Was war passiert? Just am Wochenende, an dem der Mann seinen Antrag für den Zugang zu einem neuen E-Portal stellte, war Zeitumstellung. Er landete in einer Zeitschleife, die bewirkte, dass in der gewonnenen Stunde 1700 Briefe an ihn adressiert wurden. Oder wie die «NZZ» ausgerechnet hat: «Die Rechner des Finanzamtes sind in der Lage, 28,3 Briefe in der Minute auszustellen, beziehungsweise 0,47 pro Sekunde.»
Selbst der ehrbarste Kerl bekommt Zweifel an seiner Unschuld angesichts der Masse an Beweisen. So funktioniert Bürokratie. Ich glaube, dass solche Geschichten, genau wie Kafkas Parabeln, auf eine Leerstelle im Menschen verweisen, die mit dem Verlust an Glauben und Religiosität entstanden ist.
Statt auf einen lenkenden Gott zu vertrauen, fürchten wir uns vor der Willkür des Schicksals: Jeden kann es treffen – und vor allem mich. Die Zeitschleife wird zur Metapher des modernen Lebens und die Zwangsneurose zum Versuch, in diesem beunruhigenden Chaos so etwas wie Ordnung herzustellen. Ein System, das wie ein Bannzauber Unheil von einem fernhält und das so lange gutgeht, bis der Briefträger mit 1700 Briefen vor der Türe steht.

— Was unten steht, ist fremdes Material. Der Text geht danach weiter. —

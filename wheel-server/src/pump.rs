use std::sync::Arc;

use tokio::sync::mpsc;
use tracing::{debug, warn};
use wheel_core::config::WheelConfig;
use wheel_core::pulse::{PulseEvent, PulseEventProcessor, PulseOutcome, SpeedUpdate};

use crate::clock::HostInstant;
use crate::sync::HostTelemetry;

/// Depth of the pulse channel between producers and the pump.
pub const PULSE_QUEUE_DEPTH: usize = 32;

pub type PulseSender = mpsc::Sender<PulseEvent<HostInstant>>;
pub type PulseReceiver = mpsc::Receiver<PulseEvent<HostInstant>>;

pub fn pulse_channel() -> (PulseSender, PulseReceiver) {
    mpsc::channel(PULSE_QUEUE_DEPTH)
}

/// Applies queued pulses until every sender is dropped; returns how many
/// events were applied.
pub async fn run_pump(
    mut events: PulseReceiver,
    telemetry: Arc<HostTelemetry>,
    config: WheelConfig,
) -> usize {
    let processor = PulseEventProcessor::new(config, &*telemetry);
    let mut applied = 0;
    while let Some(event) = events.recv().await {
        log_outcome(processor.handle(event));
        applied += 1;
    }
    debug!(applied, "pulse channel closed");
    applied
}

fn log_outcome(outcome: PulseOutcome) {
    match outcome {
        PulseOutcome::Speed(
            update @ (SpeedUpdate::Degenerate | SpeedUpdate::Rearmed { .. }),
        ) => warn!(%update, "speed pulse did not produce a level"),
        PulseOutcome::Speed(update) => debug!(%update, "speed pulse applied"),
        PulseOutcome::Marker(update) => {
            debug!(sensor = %update.role, direction = ?update.direction, "marker recorded");
        }
    }
}
//! Pulse event model and the pure handlers behind the processor.
//!
//! Each handler takes the current field-group value, the pulse timestamp, and
//! the calibration, and returns the next value plus an outcome describing what
//! happened. [`crate::telemetry::TelemetryState`] applies them under the
//! matching group lock, so the logic here never sees shared state.

use core::fmt;
use core::time::Duration;

use crate::config::{SensorRole, WheelConfig};

pub mod processor;

pub use processor::{PulseEventProcessor, PulseOutcome};

/// Monotonic instant captured when a sensor edge is detected.
pub trait PulseInstant: Copy + Ord {
    /// Returns the time elapsed from `earlier` to `self`, or `None` when `self`
    /// is not strictly later than `earlier`.
    fn elapsed_since(&self, earlier: Self) -> Option<Duration>;
}

impl PulseInstant for Duration {
    fn elapsed_since(&self, earlier: Self) -> Option<Duration> {
        self.checked_sub(earlier).filter(|elapsed| !elapsed.is_zero())
    }
}

/// Tagged edge event pushed by the platform layer.
#[derive(Copy, Clone, Debug, Eq, PartialEq)]
pub enum PulseEvent<TInstant> {
    SpeedPulse(TInstant),
    ForwardMarker(TInstant),
    ReverseMarker(TInstant),
}

impl<TInstant: Copy> PulseEvent<TInstant> {
    /// Builds the event matching a sensor role.
    #[must_use]
    pub const fn from_role(role: SensorRole, at: TInstant) -> Self {
        match role {
            SensorRole::Speed => PulseEvent::SpeedPulse(at),
            SensorRole::ForwardMarker => PulseEvent::ForwardMarker(at),
            SensorRole::ReverseMarker => PulseEvent::ReverseMarker(at),
        }
    }

    /// Sensor that produced the event.
    #[must_use]
    pub const fn role(&self) -> SensorRole {
        match self {
            PulseEvent::SpeedPulse(_) => SensorRole::Speed,
            PulseEvent::ForwardMarker(_) => SensorRole::ForwardMarker,
            PulseEvent::ReverseMarker(_) => SensorRole::ReverseMarker,
        }
    }

    /// Timestamp carried by the event.
    #[must_use]
    pub const fn at(&self) -> TInstant {
        match *self {
            PulseEvent::SpeedPulse(at)
            | PulseEvent::ForwardMarker(at)
            | PulseEvent::ReverseMarker(at) => at,
        }
    }
}

/// Speed field group: the previous pulse time and the last computed level.
#[derive(Copy, Clone, Debug, Eq, PartialEq)]
pub struct SpeedSample<TInstant> {
    pub last_event_time: Option<TInstant>,
    pub speed_level: u8,
}

impl<TInstant> SpeedSample<TInstant> {
    /// Empty sample: no pulse seen, speed zero.
    #[must_use]
    pub const fn new() -> Self {
        Self {
            last_event_time: None,
            speed_level: 0,
        }
    }
}

impl<TInstant> Default for SpeedSample<TInstant> {
    fn default() -> Self {
        Self::new()
    }
}

/// Result of applying one speed pulse.
#[derive(Copy, Clone, Debug, Eq, PartialEq)]
pub enum SpeedUpdate {
    /// First pulse; only the reference timestamp was stored.
    Armed,
    /// Pulse arrived after the configured idle gap; treated as a first pulse.
    Rearmed { idle: Duration },
    /// Pulse was not strictly after the previous one; speed left unchanged.
    Degenerate,
    /// A new speed level was computed.
    Updated { level: u8, elapsed: Duration },
}

impl fmt::Display for SpeedUpdate {
    fn fmt(&self, f: &mut fmt::Formatter<'_>) -> fmt::Result {
        match self {
            SpeedUpdate::Armed => f.write_str("armed"),
            SpeedUpdate::Rearmed { idle } => write!(f, "rearmed idle={}ms", idle.as_millis()),
            SpeedUpdate::Degenerate => f.write_str("degenerate-interval"),
            SpeedUpdate::Updated { level, elapsed } => {
                write!(f, "level={level} elapsed={}us", elapsed.as_micros())
            }
        }
    }
}

impl<TInstant: PulseInstant> SpeedSample<TInstant> {
    /// Applies a speed pulse observed at `now`.
    #[must_use]
    pub fn on_pulse(self, now: TInstant, config: &WheelConfig) -> (Self, SpeedUpdate) {
        let Some(previous) = self.last_event_time else {
            return (
                Self {
                    last_event_time: Some(now),
                    ..self
                },
                SpeedUpdate::Armed,
            );
        };

        let refreshed = Self {
            last_event_time: Some(now),
            ..self
        };

        let Some(elapsed) = now.elapsed_since(previous) else {
            return (refreshed, SpeedUpdate::Degenerate);
        };

        if config.idle_rearm.is_some_and(|gap| elapsed > gap) {
            return (refreshed, SpeedUpdate::Rearmed { idle: elapsed });
        }

        let level = speed_level_for(elapsed, config.wheel_circumference, config.speed_ceiling);
        (
            Self {
                last_event_time: Some(now),
                speed_level: level,
            },
            SpeedUpdate::Updated { level, elapsed },
        )
    }
}

/// Converts the interval between two speed pulses into a clamped speed level:
/// `min(floor(circumference / elapsed_seconds), ceiling)`.
///
/// A zero interval saturates at `ceiling`; callers filter those out before
/// reaching this point.
#[must_use]
pub fn speed_level_for(elapsed: Duration, circumference: f32, ceiling: u8) -> u8 {
    let seconds = elapsed.as_secs_f64();
    if seconds <= 0.0 {
        return ceiling;
    }

    let raw = f64::from(circumference) / seconds;
    if raw.is_nan() || raw <= 0.0 {
        return 0;
    }

    // Non-negative and at most `ceiling`, so the truncating cast is the floor.
    let clamped = raw.min(f64::from(ceiling));
    #[allow(clippy::cast_possible_truncation, clippy::cast_sign_loss)]
    let level = clamped as u8;
    level
}

/// Direction field group: latest timestamp from each marker sensor.
#[derive(Copy, Clone, Debug, Eq, PartialEq)]
pub struct DirectionMarkers<TInstant> {
    pub forward_marker_time: Option<TInstant>,
    pub reverse_marker_time: Option<TInstant>,
}

impl<TInstant> DirectionMarkers<TInstant> {
    /// No marker seen yet.
    #[must_use]
    pub const fn new() -> Self {
        Self {
            forward_marker_time: None,
            reverse_marker_time: None,
        }
    }
}

impl<TInstant> Default for DirectionMarkers<TInstant> {
    fn default() -> Self {
        Self::new()
    }
}

/// Direction inferred from the marker ordering.
#[derive(Copy, Clone, Debug, Eq, PartialEq)]
pub enum Direction {
    ForwardOrNeutral,
    Reverse,
}

/// Which marker a pulse refreshed, and the verdict right after it.
#[derive(Copy, Clone, Debug, Eq, PartialEq)]
pub struct MarkerUpdate {
    pub role: SensorRole,
    pub direction: Direction,
}

impl<TInstant: PulseInstant> DirectionMarkers<TInstant> {
    /// Records a pulse from the forward ("down") marker.
    #[must_use]
    pub fn on_forward_pulse(self, now: TInstant) -> (Self, MarkerUpdate) {
        let next = Self {
            forward_marker_time: Some(now),
            ..self
        };
        (next, next.update(SensorRole::ForwardMarker))
    }

    /// Records a pulse from the reverse ("up") marker.
    #[must_use]
    pub fn on_reverse_pulse(self, now: TInstant) -> (Self, MarkerUpdate) {
        let next = Self {
            reverse_marker_time: Some(now),
            ..self
        };
        (next, next.update(SensorRole::ReverseMarker))
    }

    /// Reverse exactly when both markers are set and the reverse marker is newer.
    #[must_use]
    pub fn direction(&self) -> Direction {
        match (self.forward_marker_time, self.reverse_marker_time) {
            (Some(forward), Some(reverse)) if reverse > forward => Direction::Reverse,
            _ => Direction::ForwardOrNeutral,
        }
    }

    /// Like [`Self::direction`], but a reverse verdict whose newer marker is
    /// older than `window` (measured back from `now`) degrades to forward.
    #[must_use]
    pub fn direction_at(&self, now: TInstant, window: Option<Duration>) -> Direction {
        match (self.direction(), window, self.reverse_marker_time) {
            (Direction::Reverse, Some(window), Some(reverse)) => {
                match now.elapsed_since(reverse) {
                    Some(age) if age > window => Direction::ForwardOrNeutral,
                    _ => Direction::Reverse,
                }
            }
            (direction, _, _) => direction,
        }
    }

    fn update(&self, role: SensorRole) -> MarkerUpdate {
        MarkerUpdate {
            role,
            direction: self.direction(),
        }
    }
}

#[cfg(test)]
mod tests {
    use super::*;

    fn ms(value: u64) -> Duration {
        Duration::from_millis(value)
    }

    #[test]
    fn first_pulse_only_arms() {
        let sample = SpeedSample::<Duration>::new();
        let (next, update) = sample.on_pulse(ms(10), &WheelConfig::DEFAULT);
        assert_eq!(update, SpeedUpdate::Armed);
        assert_eq!(next.last_event_time, Some(ms(10)));
        assert_eq!(next.speed_level, 0);
    }

    #[test]
    fn degenerate_interval_refreshes_timestamp_only() {
        let sample = SpeedSample {
            last_event_time: Some(ms(500)),
            speed_level: 7,
        };
        let (next, update) = sample.on_pulse(ms(500), &WheelConfig::DEFAULT);
        assert_eq!(update, SpeedUpdate::Degenerate);
        assert_eq!(next.speed_level, 7);
        assert_eq!(next.last_event_time, Some(ms(500)));

        let (next, update) = next.on_pulse(ms(400), &WheelConfig::DEFAULT);
        assert_eq!(update, SpeedUpdate::Degenerate);
        assert_eq!(next.speed_level, 7);
        assert_eq!(next.last_event_time, Some(ms(400)));
    }

    #[test]
    fn idle_gap_rearms_without_touching_speed() {
        let config = WheelConfig::DEFAULT.with_idle_rearm(Some(Duration::from_secs(3)));
        let sample = SpeedSample {
            last_event_time: Some(ms(0)),
            speed_level: 12,
        };
        let (next, update) = sample.on_pulse(ms(4_000), &config);
        assert_eq!(update, SpeedUpdate::Rearmed { idle: ms(4_000) });
        assert_eq!(next.speed_level, 12);
        assert_eq!(next.last_event_time, Some(ms(4_000)));

        let (next, update) = next.on_pulse(ms(4_250), &config);
        assert_eq!(
            update,
            SpeedUpdate::Updated {
                level: 7,
                elapsed: ms(250)
            }
        );
        assert_eq!(next.speed_level, 7);
    }

    #[test]
    fn speed_level_truncates_and_clamps() {
        assert_eq!(speed_level_for(ms(500), 1.75, 100), 3);
        assert_eq!(speed_level_for(ms(1_000), 1.75, 100), 1);
        assert_eq!(speed_level_for(ms(2_000), 1.75, 100), 0);
        assert_eq!(speed_level_for(Duration::from_micros(100), 1.75, 100), 100);
        assert_eq!(speed_level_for(ms(10), 1.75, 100), 100);
        assert_eq!(speed_level_for(ms(10), 1.75, 20), 20);
        assert_eq!(speed_level_for(Duration::ZERO, 1.75, 100), 100);
    }

    #[test]
    fn direction_requires_both_markers() {
        let markers = DirectionMarkers::<Duration>::new();
        assert_eq!(markers.direction(), Direction::ForwardOrNeutral);

        let (markers, update) = markers.on_reverse_pulse(ms(2_000));
        assert_eq!(update.role, SensorRole::ReverseMarker);
        assert_eq!(update.direction, Direction::ForwardOrNeutral);

        let (markers, update) = markers.on_forward_pulse(ms(1_000));
        assert_eq!(update.direction, Direction::Reverse);
        assert_eq!(markers.direction(), Direction::Reverse);

        let (markers, _) = markers.on_forward_pulse(ms(2_000));
        assert_eq!(markers.direction(), Direction::ForwardOrNeutral);
    }

    #[test]
    fn stale_reverse_verdict_degrades() {
        let markers = DirectionMarkers {
            forward_marker_time: Some(ms(1_000)),
            reverse_marker_time: Some(ms(2_000)),
        };
        let window = Some(Duration::from_secs(1));
        assert_eq!(markers.direction_at(ms(2_500), window), Direction::Reverse);
        assert_eq!(markers.direction_at(ms(3_000), window), Direction::Reverse);
        assert_eq!(
            markers.direction_at(ms(3_001), window),
            Direction::ForwardOrNeutral
        );
        assert_eq!(markers.direction_at(ms(60_000), None), Direction::Reverse);
    }

    #[test]
    fn event_helpers_round_trip_roles() {
        for role in [
            SensorRole::Speed,
            SensorRole::ForwardMarker,
            SensorRole::ReverseMarker,
        ] {
            let event = PulseEvent::from_role(role, ms(5));
            assert_eq!(event.role(), role);
            assert_eq!(event.at(), ms(5));
        }
    }
}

Neulich kam ich wieder einmal an dem Haus mit der schwankenden Wohnung vorbei. Viele Jahre sind seither vergangen, längst wohnt dort jemand anderes. Im Eingang entdeckte ich einen Brief, der in meinem alten Briefkasten steckte. Sofort verspürte ich das alte Herzrasen. Ich lief hin und nahm den Brief heraus. Es war nur eine Werbung. Gottlob.